BEGIN MATERIAL SHOWN

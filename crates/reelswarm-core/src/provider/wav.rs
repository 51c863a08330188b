//! Minimal RIFF/WAVE writer for raw PCM narration.

/// Sample rate of synthesized speech.
pub const SAMPLE_RATE: u32 = 24_000;
const CHANNELS: u16 = 1;
const BITS_PER_SAMPLE: u16 = 16;

/// Wrap mono 16-bit little-endian PCM in a WAV container.
pub fn encode_pcm16(pcm: &[u8]) -> Vec<u8> {
    let block_align = CHANNELS * BITS_PER_SAMPLE / 8;
    let byte_rate = SAMPLE_RATE * u32::from(block_align);
    let data_len = pcm.len() as u32;

    let mut out = Vec::with_capacity(44 + pcm.len());
    out.extend_from_slice(b"RIFF");
    out.extend_from_slice(&(36 + data_len).to_le_bytes());
    out.extend_from_slice(b"WAVE");
    out.extend_from_slice(b"fmt ");
    out.extend_from_slice(&16u32.to_le_bytes());
    out.extend_from_slice(&1u16.to_le_bytes()); // PCM
    out.extend_from_slice(&CHANNELS.to_le_bytes());
    out.extend_from_slice(&SAMPLE_RATE.to_le_bytes());
    out.extend_from_slice(&byte_rate.to_le_bytes());
    out.extend_from_slice(&block_align.to_le_bytes());
    out.extend_from_slice(&BITS_PER_SAMPLE.to_le_bytes());
    out.extend_from_slice(b"data");
    out.extend_from_slice(&data_len.to_le_bytes());
    out.extend_from_slice(pcm);
    out
}

/// Playback length of mono 16-bit PCM at [`SAMPLE_RATE`].
pub fn pcm16_duration_seconds(pcm_len: usize) -> f64 {
    pcm_len as f64 / (f64::from(SAMPLE_RATE) * f64::from(BITS_PER_SAMPLE / 8))
}
//! Media rendering: block images, thumbnail, narration.
//!
//! Items are generated one at a time. A failed item leaves `None` at its
//! position and the loop continues.

use std::sync::Arc;

use async_trait::async_trait;
use tracing::warn;

use crate::agent::{Agent, AgentOutput};
use crate::context::{value_str, ContextField, FieldValue, Scope};
use crate::provider::MediaSynthesizer;

fn summarize(values: Vec<FieldValue>, failed: usize, what: &str) -> AgentOutput {
    if failed == 0 {
        AgentOutput::completed(values)
    } else {
        AgentOutput::fallback(values, format!("{failed} {what} failed"))
    }
}

/// One image per visual prompt, index-aligned.
pub struct ImageRenderer {
    media: Arc<dyn MediaSynthesizer>,
}

impl ImageRenderer {
    pub fn new(media: Arc<dyn MediaSynthesizer>) -> Self {
        Self { media }
    }
}

#[async_trait]
impl Agent for ImageRenderer {
    fn name(&self) -> &'static str {
        "ImageRenderer"
    }

    fn writes(&self) -> &'static [ContextField] {
        &[ContextField::GeneratedImages]
    }

    async fn run(&self, scope: &Scope<'_>) -> AgentOutput {
        let mut images = Vec::with_capacity(scope.visual_prompts().len());
        let mut failed = 0;

        for (position, prompt) in scope.visual_prompts().iter().enumerate() {
            let suffix = format!("img_{position}");
            match self
                .media
                .render_image(&prompt.prompt, scope.project_id(), &suffix)
                .await
            {
                Ok(file) => images.push(Some(file)),
                Err(e) => {
                    warn!(index = position, error = %e, "image render failed");
                    failed += 1;
                    images.push(None);
                }
            }
        }

        summarize(vec![FieldValue::GeneratedImages(images)], failed, "image(s)")
    }
}

/// Thumbnail image, when a concept prompt exists.
pub struct ThumbnailRenderer {
    media: Arc<dyn MediaSynthesizer>,
}

impl ThumbnailRenderer {
    pub fn new(media: Arc<dyn MediaSynthesizer>) -> Self {
        Self { media }
    }
}

#[async_trait]
impl Agent for ThumbnailRenderer {
    fn name(&self) -> &'static str {
        "ThumbnailRenderer"
    }

    fn writes(&self) -> &'static [ContextField] {
        &[ContextField::ThumbnailFile]
    }

    async fn run(&self, scope: &Scope<'_>) -> AgentOutput {
        let Some(prompt) = value_str(scope.thumbnail_concept(), &["technical_prompt"])
            .filter(|p| !p.trim().is_empty())
        else {
            return AgentOutput::completed(vec![FieldValue::ThumbnailFile(None)]);
        };

        match self
            .media
            .render_image(prompt, scope.project_id(), "thumbnail")
            .await
        {
            Ok(file) => AgentOutput::completed(vec![FieldValue::ThumbnailFile(Some(file))]),
            Err(e) => {
                warn!(error = %e, "thumbnail render failed");
                AgentOutput::fallback(vec![FieldValue::ThumbnailFile(None)], e)
            }
        }
    }
}

/// One narration clip per final-script block, index-aligned.
pub struct Narrator {
    media: Arc<dyn MediaSynthesizer>,
}

impl Narrator {
    pub fn new(media: Arc<dyn MediaSynthesizer>) -> Self {
        Self { media }
    }
}

#[async_trait]
impl Agent for Narrator {
    fn name(&self) -> &'static str {
        "Narrator"
    }

    fn writes(&self) -> &'static [ContextField] {
        &[ContextField::GeneratedAudio]
    }

    async fn run(&self, scope: &Scope<'_>) -> AgentOutput {
        let mut clips = Vec::with_capacity(scope.final_script().len());
        let mut failed = 0;

        for (position, block) in scope.final_script().iter().enumerate() {
            if block.narration.trim().is_empty() {
                clips.push(None);
                continue;
            }
            match self
                .media
                .synthesize_speech(&block.narration, scope.project_id(), position)
                .await
            {
                Ok(clip) => clips.push(Some(clip)),
                Err(e) => {
                    warn!(index = position, error = %e, "narration failed");
                    failed += 1;
                    clips.push(None);
                }
            }
        }

        summarize(vec![FieldValue::GeneratedAudio(clips)], failed, "narration clip(s)")
    }
}
//! Live progress notifications.
//!
//! A [`NotificationSink`] is fire-and-forget: `emit` never fails back into
//! the caller. Sinks serialize their own delivery.

use std::sync::Arc;

use chrono::{DateTime, Utc};
use serde::{Deserialize, Serialize};
use serde_json::Value;
use tokio::sync::broadcast;
use tracing::{debug, error, info, warn};

/// Category of a notification.
#[derive(Debug, Clone, Copy, PartialEq, Eq, Serialize, Deserialize)]
#[serde(rename_all = "snake_case")]
pub enum NotificationKind {
    Info,
    Agent,
    Success,
    Warning,
    Error,
    DataUpdate,
}

/// One entry of the live log.
#[derive(Debug, Clone, PartialEq, Serialize, Deserialize)]
pub struct Notification {
    pub timestamp: DateTime<Utc>,
    pub message: String,
    #[serde(rename = "type")]
    pub kind: NotificationKind,
    #[serde(default, skip_serializing_if = "Option::is_none")]
    pub payload: Option<Value>,
}

impl Notification {
    pub fn new(kind: NotificationKind, message: impl Into<String>) -> Self {
        Self {
            timestamp: Utc::now(),
            message: message.into(),
            kind,
            payload: None,
        }
    }

    pub fn with_payload(mut self, payload: Value) -> Self {
        self.payload = Some(payload);
        self
    }
}

/// Best-effort notification channel.
pub trait NotificationSink: Send + Sync {
    fn emit(&self, notification: Notification);

    fn info(&self, message: &str) {
        self.emit(Notification::new(NotificationKind::Info, message));
    }

    fn warning(&self, message: &str) {
        self.emit(Notification::new(NotificationKind::Warning, message));
    }

    fn error(&self, message: &str) {
        self.emit(Notification::new(NotificationKind::Error, message));
    }

    fn success(&self, message: &str) {
        self.emit(Notification::new(NotificationKind::Success, message));
    }
}

/// Forwards notifications to `tracing`.
#[derive(Debug, Default, Clone, Copy)]
pub struct TracingSink;

impl NotificationSink for TracingSink {
    fn emit(&self, n: Notification) {
        match n.kind {
            NotificationKind::Warning => warn!(kind = "warning", "{}", n.message),
            NotificationKind::Error => error!(kind = "error", "{}", n.message),
            NotificationKind::DataUpdate => debug!(kind = "data_update", "{}", n.message),
            NotificationKind::Agent => info!(kind = "agent", "{}", n.message),
            NotificationKind::Success => info!(kind = "success", "{}", n.message),
            NotificationKind::Info => info!(kind = "info", "{}", n.message),
        }
    }
}

/// Fans notifications out to any number of live subscribers.
#[derive(Debug, Clone)]
pub struct BroadcastSink {
    tx: broadcast::Sender<Notification>,
}

impl BroadcastSink {
    pub fn new(capacity: usize) -> Self {
        let (tx, _) = broadcast::channel(capacity.max(1));
        Self { tx }
    }

    pub fn subscribe(&self) -> broadcast::Receiver<Notification> {
        self.tx.subscribe()
    }
}

impl NotificationSink for BroadcastSink {
    fn emit(&self, notification: Notification) {
        // No subscribers is not an error.
        let _ = self.tx.send(notification);
    }
}

/// Delivers to every inner sink.
pub struct FanoutSink {
    sinks: Vec<Arc<dyn NotificationSink>>,
}

impl FanoutSink {
    pub fn new(sinks: Vec<Arc<dyn NotificationSink>>) -> Self {
        Self { sinks }
    }
}

impl NotificationSink for FanoutSink {
    fn emit(&self, notification: Notification) {
        for sink in &self.sinks {
            sink.emit(notification.clone());
        }
    }
}

#[cfg(test)]
mod tests {
    use super::*;
    use serde_json::json;

    #[test]
    fn wire_format_uses_type_key() {
        let n = Notification::new(NotificationKind::DataUpdate, "script ready")
            .with_payload(json!({"step": "final_script"}));
        let value = serde_json::to_value(&n).unwrap();
        assert_eq!(value["type"], "data_update");
        assert_eq!(value["payload"]["step"], "final_script");
        assert!(value.get("timestamp").is_some());
    }

    #[test]
    fn fanout_delivers_to_every_sink() {
        let first = Arc::new(crate::fakes::MemorySink::new());
        let second = Arc::new(crate::fakes::MemorySink::new());
        let sinks: Vec<Arc<dyn NotificationSink>> = vec![first.clone(), second.clone()];
        let fanout = FanoutSink::new(sinks);

        fanout.warning("Narrator used a fallback");
        fanout.info("Entering media");

        for sink in [&first, &second] {
            assert_eq!(sink.count(NotificationKind::Warning), 1);
            assert_eq!(sink.messages(NotificationKind::Info), vec!["Entering media"]);
        }
    }

    #[tokio::test]
    async fn broadcast_without_subscribers_is_silent() {
        let sink = BroadcastSink::new(8);
        sink.info("nobody listening");

        let mut rx = sink.subscribe();
        sink.warning("now someone is");
        let got = rx.recv().await.unwrap();
        assert_eq!(got.kind, NotificationKind::Warning);
        assert_eq!(got.message, "now someone is");
    }
}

END MATERIAL SHOWN

-- TASK BRIEF --
Scan the records above, then copy out each line that mentions "ThumbnailRenderer".

-- EXERCISE RESULT --
pub struct ThumbnailRenderer {
impl ThumbnailRenderer {
impl Agent for ThumbnailRenderer {
        "ThumbnailRenderer"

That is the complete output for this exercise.